Mike had a late meeting last night and everyone went to bed on time, leaving me to watch a movie on Netflix Instant. I was surprised at how much I loved Arranged and could relate to it. Surprising, considering it is about two women in New York City, a Muslim and an Orthodox Jew who become friends as their families are in the process of trying to arrange marriages for them. I thought the movie dealt sensitively with their beliefs and accurately showed the tension of being misunderstood by both your family and the outside culture.
As much as these women want to respect their families and religious faith, they can see big holes in an inflexible system. Wisely they see that the dominant culture of dating, hooking up and trying to find a life partner alone has some major drawbacks too. I was reminded of myself and so many young women I know who patiently tried to explain to others that "courtship" was not in and of itself the answer. That it wouldn't remove the heartache, tension, and messiness from a difficult time of life.

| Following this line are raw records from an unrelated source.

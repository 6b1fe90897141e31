use crate::RequestError;
use rally_config::RetrySettings;
use std::time::Duration;

/// Per-request retry state. Consulted by the network executor after every
/// retryable failure; an `Err` ends the attempt loop.
pub trait RetryPolicy: Send + Sync {
    /// Timeout for the next attempt.
    fn current_timeout(&self) -> Duration;

    /// Number of retries performed so far.
    fn current_retry_count(&self) -> u32;

    /// Prepares the next attempt, or gives up with the error to report.
    fn retry(&mut self, error: RequestError) -> Result<(), RequestError>;
}

/// Retries up to `max_retries` times, multiplying the attempt timeout by
/// `backoff_multiplier` after each failure.
#[derive(Debug, Clone, PartialEq)]
pub struct DefaultRetryPolicy {
    current_timeout: Duration,
    current_retry_count: u32,
    max_retries: u32,
    backoff_multiplier: f32,
}

impl DefaultRetryPolicy {
    pub const DEFAULT_TIMEOUT: Duration = Duration::from_millis(2500);
    pub const DEFAULT_MAX_RETRIES: u32 = 1;
    pub const DEFAULT_BACKOFF_MULTIPLIER: f32 = 1.0;

    pub fn new(
        initial_timeout: Duration,
        max_retries: u32,
        backoff_multiplier: f32,
    ) -> Self {
        let backoff_multiplier =
            if backoff_multiplier.is_finite() && backoff_multiplier > 0.0 {
                backoff_multiplier
            } else {
                Self::DEFAULT_BACKOFF_MULTIPLIER
            };
        Self {
            current_timeout: initial_timeout,
            current_retry_count: 0,
            max_retries,
            backoff_multiplier,
        }
    }

    pub fn max_retries(&self) -> u32 {
        self.max_retries
    }

    pub fn backoff_multiplier(&self) -> f32 {
        self.backoff_multiplier
    }

    fn has_attempt_remaining(&self) -> bool {
        self.current_retry_count <= self.max_retries
    }
}

impl Default for DefaultRetryPolicy {
    fn default() -> Self {
        Self::new(
            Self::DEFAULT_TIMEOUT,
            Self::DEFAULT_MAX_RETRIES,
            Self::DEFAULT_BACKOFF_MULTIPLIER,
        )
    }
}

impl From<&RetrySettings> for DefaultRetryPolicy {
    fn from(settings: &RetrySettings) -> Self {
        Self::new(
            Duration::from_millis(settings.initial_timeout_ms),
            settings.max_retries,
            settings.backoff_multiplier,
        )
    }
}

impl RetryPolicy for DefaultRetryPolicy {
    fn current_timeout(&self) -> Duration {
        self.current_timeout
    }

    fn current_retry_count(&self) -> u32 {
        self.current_retry_count
    }

    fn retry(&mut self, error: RequestError) -> Result<(), RequestError> {
        self.current_retry_count += 1;
        self.current_timeout = Duration::try_from_secs_f32(
            self.current_timeout.as_secs_f32() * self.backoff_multiplier,
        )
        .unwrap_or(Duration::MAX);

        if self.has_attempt_remaining() {
            Ok(())
        } else {
            Err(RequestError::RetryExhausted(Box::new(error)))
        }
    }
}

#[cfg(test)]
mod tests {
    use super::*;

    #[test]
    fn test_timeouts_grow_until_exhausted() {
        let mut policy = DefaultRetryPolicy::new(Duration::from_millis(1000), 2, 2.0);
        let mut attempts = vec![policy.current_timeout()];

        assert!(policy.retry(RequestError::Timeout).is_ok());
        attempts.push(policy.current_timeout());
        assert!(policy.retry(RequestError::Timeout).is_ok());
        attempts.push(policy.current_timeout());

        let exhausted = policy.retry(RequestError::Timeout).unwrap_err();
        assert!(matches!(
            exhausted,
            RequestError::RetryExhausted(last) if matches!(*last, RequestError::Timeout)
        ));
        assert_eq!(
            attempts,
            vec![
                Duration::from_millis(1000),
                Duration::from_millis(2000),
                Duration::from_millis(4000)
            ]
        );
        assert_eq!(policy.current_retry_count(), 3);
    }

    #[test]
    fn test_defaults() {
        let mut policy = DefaultRetryPolicy::default();
        assert_eq!(policy.current_timeout(), Duration::from_millis(2500));
        assert!(policy.retry(RequestError::Timeout).is_ok());
        assert_eq!(policy.current_timeout(), Duration::from_millis(2500));
        assert!(policy.retry(RequestError::Timeout).is_err());
    }

    #[test]
    fn test_zero_retries_fails_first_time() {
        let mut policy = DefaultRetryPolicy::new(Duration::from_millis(10), 0, 1.0);
        assert!(policy.retry(RequestError::Timeout).is_err());
    }

    #[test]
    fn test_bad_multiplier_falls_back() {
        let policy = DefaultRetryPolicy::new(Duration::from_millis(10), 1, f32::NAN);
        assert_eq!(policy.backoff_multiplier(), 1.0);
        let policy = DefaultRetryPolicy::new(Duration::from_millis(10), 1, -3.0);
        assert_eq!(policy.backoff_multiplier(), 1.0);
    }

    #[test]
    fn test_from_settings() {
        let settings = RetrySettings {
            initial_timeout_ms: 700,
            max_retries: 4,
            backoff_multiplier: 1.5,
        };
        let policy = DefaultRetryPolicy::from(&settings);
        assert_eq!(policy.current_timeout(), Duration::from_millis(700));
        assert_eq!(policy.max_retries(), 4);
        assert_eq!(policy.backoff_multiplier(), 1.5);
    }
}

The movie just reminded me of how hard those years are when you are wanting to settle into a lifelong relationship and people around you are reminding you that "it's time" and the immense pressure. In the Orthodox Jewish culture, arranged dates occur, and so we watch Rachel sit through date after date with either withdrawn, socially backward young men or overconfident, can-talk-about-nothing-but-themselves men. I could so relate to that horrible awkward uncomfortableness.
And then there's the parents and relatives who imply that these girls are too picky and who act like the whole process was a cake-walk for them, and they smile dreamily at each other to say, "See we lived happily ever after, so the problem must be with you." Oh, my single friends. I remember your pain. And this movie will make you laugh, and cry, and perhaps want to throw something at the screen.
The ending was unsatisfactory for me. It was just too easy. Having dealt with this enormous and realistic tension, (Spoiler warning)
it all works out happily in the end and they both meet at the park with their new babies to talk about their happy lives. I wanted to know what happens if it doesn't work out? if they don't marry? or don't produce offspring a year later?
But ultimately this was a fabulous movie with great respect for people of belief. And for those who do things differently.